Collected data
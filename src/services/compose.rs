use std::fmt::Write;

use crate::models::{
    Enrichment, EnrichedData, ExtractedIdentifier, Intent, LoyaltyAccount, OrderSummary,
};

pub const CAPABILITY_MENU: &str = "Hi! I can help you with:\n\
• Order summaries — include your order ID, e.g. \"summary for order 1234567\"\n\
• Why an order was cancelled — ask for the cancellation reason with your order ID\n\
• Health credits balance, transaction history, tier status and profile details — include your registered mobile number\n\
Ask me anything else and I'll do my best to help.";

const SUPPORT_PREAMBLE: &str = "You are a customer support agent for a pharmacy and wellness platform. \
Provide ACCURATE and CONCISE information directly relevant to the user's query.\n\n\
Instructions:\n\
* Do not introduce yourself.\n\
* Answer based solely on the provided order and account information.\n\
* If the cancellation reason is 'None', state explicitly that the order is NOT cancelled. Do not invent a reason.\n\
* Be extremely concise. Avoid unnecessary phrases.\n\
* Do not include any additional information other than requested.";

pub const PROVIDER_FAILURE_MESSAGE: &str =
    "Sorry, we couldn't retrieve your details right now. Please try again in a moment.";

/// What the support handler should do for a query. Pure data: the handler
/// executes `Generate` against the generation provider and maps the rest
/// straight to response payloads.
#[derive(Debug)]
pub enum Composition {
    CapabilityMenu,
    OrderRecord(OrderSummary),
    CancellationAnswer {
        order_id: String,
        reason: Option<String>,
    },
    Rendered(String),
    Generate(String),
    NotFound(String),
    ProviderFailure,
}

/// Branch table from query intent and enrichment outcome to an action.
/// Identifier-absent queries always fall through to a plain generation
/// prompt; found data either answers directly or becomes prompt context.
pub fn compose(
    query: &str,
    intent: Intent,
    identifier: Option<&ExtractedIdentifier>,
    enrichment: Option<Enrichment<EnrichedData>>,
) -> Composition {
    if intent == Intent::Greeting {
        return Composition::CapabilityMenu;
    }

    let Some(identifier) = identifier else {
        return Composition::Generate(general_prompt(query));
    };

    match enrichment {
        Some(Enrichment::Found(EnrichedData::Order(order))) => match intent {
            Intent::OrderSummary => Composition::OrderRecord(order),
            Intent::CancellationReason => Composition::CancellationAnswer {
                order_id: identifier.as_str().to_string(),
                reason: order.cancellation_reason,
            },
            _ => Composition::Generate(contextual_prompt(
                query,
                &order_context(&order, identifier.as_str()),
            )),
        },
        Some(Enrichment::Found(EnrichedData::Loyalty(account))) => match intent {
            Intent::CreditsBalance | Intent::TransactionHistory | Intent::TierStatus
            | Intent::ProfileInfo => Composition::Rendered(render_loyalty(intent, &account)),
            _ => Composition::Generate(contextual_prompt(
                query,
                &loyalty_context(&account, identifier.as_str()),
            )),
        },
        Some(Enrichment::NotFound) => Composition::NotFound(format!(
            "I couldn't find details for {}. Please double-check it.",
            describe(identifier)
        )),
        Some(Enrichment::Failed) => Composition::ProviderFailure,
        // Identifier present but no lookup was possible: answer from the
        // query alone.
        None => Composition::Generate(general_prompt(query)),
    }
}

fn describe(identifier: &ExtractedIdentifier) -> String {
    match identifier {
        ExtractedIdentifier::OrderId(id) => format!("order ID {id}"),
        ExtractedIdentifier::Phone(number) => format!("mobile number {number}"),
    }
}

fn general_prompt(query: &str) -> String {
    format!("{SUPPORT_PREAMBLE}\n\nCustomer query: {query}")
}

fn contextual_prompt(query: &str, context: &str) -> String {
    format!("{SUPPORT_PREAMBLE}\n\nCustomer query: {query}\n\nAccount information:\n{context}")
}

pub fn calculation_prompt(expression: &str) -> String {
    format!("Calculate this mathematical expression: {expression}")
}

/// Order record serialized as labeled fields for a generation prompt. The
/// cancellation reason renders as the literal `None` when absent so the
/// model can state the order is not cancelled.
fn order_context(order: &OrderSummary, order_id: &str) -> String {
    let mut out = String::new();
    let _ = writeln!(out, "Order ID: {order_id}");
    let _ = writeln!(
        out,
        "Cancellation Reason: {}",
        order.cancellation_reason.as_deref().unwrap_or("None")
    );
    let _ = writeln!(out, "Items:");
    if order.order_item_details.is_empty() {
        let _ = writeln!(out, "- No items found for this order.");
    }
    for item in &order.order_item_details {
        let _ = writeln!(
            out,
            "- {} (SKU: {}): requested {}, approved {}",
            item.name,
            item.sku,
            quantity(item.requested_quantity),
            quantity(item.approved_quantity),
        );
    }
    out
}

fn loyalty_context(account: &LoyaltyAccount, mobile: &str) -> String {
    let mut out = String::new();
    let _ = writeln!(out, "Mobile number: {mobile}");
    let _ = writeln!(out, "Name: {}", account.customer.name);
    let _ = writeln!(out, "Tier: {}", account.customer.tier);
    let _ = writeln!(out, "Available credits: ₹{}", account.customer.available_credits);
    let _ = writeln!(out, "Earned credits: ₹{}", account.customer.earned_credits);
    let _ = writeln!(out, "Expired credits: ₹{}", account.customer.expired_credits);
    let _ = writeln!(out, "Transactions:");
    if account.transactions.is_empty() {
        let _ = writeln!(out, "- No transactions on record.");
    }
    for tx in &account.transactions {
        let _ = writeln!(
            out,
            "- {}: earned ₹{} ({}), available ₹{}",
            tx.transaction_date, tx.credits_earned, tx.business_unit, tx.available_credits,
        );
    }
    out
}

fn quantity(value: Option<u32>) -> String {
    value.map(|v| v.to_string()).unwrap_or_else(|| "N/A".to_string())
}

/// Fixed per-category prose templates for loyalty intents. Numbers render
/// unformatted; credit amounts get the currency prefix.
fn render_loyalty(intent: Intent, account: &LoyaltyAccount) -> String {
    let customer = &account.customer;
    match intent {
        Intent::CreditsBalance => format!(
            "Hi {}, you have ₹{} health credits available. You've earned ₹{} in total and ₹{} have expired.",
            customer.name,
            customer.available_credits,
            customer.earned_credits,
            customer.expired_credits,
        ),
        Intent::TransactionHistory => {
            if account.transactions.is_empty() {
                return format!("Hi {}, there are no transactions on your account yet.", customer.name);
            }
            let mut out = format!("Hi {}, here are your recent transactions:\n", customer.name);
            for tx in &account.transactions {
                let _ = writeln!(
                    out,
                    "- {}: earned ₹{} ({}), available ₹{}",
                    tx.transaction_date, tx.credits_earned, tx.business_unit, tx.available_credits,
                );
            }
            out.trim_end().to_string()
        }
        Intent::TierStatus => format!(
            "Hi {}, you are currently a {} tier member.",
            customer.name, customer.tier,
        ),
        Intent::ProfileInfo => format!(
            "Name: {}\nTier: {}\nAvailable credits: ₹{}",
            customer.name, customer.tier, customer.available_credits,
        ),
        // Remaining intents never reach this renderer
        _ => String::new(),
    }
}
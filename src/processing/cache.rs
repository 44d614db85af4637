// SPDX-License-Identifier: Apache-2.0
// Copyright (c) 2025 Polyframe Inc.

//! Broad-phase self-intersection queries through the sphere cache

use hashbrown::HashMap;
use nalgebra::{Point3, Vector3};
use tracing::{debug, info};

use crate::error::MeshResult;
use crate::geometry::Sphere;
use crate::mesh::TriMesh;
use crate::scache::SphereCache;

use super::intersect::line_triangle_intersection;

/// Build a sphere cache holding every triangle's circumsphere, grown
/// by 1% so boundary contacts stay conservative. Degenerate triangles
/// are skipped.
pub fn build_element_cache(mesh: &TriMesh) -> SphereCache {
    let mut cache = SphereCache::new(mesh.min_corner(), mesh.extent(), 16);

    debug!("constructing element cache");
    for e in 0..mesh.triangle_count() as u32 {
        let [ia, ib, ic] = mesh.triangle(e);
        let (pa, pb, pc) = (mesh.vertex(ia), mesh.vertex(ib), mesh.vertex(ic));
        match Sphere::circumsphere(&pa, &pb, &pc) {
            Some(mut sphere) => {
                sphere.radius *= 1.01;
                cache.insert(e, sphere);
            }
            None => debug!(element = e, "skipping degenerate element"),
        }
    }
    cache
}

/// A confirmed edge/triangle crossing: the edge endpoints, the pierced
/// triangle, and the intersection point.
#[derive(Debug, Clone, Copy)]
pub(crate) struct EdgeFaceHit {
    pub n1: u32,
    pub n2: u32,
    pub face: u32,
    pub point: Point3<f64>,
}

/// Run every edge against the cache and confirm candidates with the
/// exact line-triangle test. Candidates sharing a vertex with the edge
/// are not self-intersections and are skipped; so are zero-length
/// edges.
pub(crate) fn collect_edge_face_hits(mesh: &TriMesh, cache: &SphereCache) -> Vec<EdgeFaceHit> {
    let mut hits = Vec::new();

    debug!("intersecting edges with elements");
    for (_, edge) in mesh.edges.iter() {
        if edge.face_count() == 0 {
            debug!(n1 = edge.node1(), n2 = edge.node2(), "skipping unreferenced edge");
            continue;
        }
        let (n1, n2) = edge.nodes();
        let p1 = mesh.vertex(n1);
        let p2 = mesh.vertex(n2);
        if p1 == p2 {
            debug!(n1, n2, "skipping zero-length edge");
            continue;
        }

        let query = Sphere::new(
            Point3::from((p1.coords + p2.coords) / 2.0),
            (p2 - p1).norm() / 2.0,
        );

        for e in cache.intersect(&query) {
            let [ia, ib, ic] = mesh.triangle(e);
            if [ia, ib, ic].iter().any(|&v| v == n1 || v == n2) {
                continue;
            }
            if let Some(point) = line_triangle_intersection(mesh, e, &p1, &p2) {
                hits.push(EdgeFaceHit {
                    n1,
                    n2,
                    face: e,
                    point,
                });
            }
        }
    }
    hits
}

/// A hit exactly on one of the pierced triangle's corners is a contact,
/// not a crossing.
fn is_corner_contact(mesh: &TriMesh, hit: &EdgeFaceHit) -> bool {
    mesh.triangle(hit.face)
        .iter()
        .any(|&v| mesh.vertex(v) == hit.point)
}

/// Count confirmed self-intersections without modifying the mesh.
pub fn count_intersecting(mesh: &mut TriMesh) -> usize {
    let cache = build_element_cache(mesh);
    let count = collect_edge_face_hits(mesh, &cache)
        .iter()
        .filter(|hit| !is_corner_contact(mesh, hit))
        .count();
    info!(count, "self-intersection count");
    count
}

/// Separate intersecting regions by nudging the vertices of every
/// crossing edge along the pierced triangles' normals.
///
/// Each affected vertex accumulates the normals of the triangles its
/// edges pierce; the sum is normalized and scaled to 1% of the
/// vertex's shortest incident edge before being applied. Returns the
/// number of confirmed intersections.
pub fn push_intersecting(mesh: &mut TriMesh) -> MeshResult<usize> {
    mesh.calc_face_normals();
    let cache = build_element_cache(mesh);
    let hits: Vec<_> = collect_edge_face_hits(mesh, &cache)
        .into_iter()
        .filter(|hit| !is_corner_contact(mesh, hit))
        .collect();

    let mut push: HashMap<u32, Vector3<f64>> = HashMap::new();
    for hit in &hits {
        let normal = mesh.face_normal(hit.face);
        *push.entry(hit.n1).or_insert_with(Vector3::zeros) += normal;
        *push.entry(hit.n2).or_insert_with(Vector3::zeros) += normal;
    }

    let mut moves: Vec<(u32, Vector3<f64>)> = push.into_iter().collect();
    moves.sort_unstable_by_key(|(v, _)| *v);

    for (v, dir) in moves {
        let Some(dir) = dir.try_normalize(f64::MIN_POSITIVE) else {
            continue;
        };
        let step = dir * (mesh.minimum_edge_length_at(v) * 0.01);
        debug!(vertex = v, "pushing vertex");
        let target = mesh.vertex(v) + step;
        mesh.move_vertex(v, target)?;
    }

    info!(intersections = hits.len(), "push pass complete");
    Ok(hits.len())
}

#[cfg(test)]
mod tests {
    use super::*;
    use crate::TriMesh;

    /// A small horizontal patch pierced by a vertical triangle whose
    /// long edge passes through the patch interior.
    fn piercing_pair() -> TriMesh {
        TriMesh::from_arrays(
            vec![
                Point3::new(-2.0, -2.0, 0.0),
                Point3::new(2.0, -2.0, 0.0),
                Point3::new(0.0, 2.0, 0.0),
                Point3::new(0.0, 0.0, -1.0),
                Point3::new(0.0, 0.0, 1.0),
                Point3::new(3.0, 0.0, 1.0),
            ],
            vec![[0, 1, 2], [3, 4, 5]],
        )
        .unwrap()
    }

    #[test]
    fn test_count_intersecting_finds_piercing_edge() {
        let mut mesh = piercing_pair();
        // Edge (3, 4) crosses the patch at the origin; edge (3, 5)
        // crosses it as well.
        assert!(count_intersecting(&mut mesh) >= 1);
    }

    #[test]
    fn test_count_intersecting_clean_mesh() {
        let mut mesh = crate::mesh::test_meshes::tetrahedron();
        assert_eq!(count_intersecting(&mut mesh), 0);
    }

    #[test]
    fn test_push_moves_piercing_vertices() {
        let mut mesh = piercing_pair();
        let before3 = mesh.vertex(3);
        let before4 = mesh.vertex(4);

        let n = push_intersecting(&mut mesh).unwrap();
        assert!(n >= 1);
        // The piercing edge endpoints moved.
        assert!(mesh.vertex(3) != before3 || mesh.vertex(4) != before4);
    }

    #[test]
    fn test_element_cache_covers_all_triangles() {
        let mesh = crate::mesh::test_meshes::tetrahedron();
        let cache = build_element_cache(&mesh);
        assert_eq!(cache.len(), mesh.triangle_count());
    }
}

- _Goal of the exercise_
What is the number of lines in the data that include the word "every"? State only that number.

- _Result of this task_
3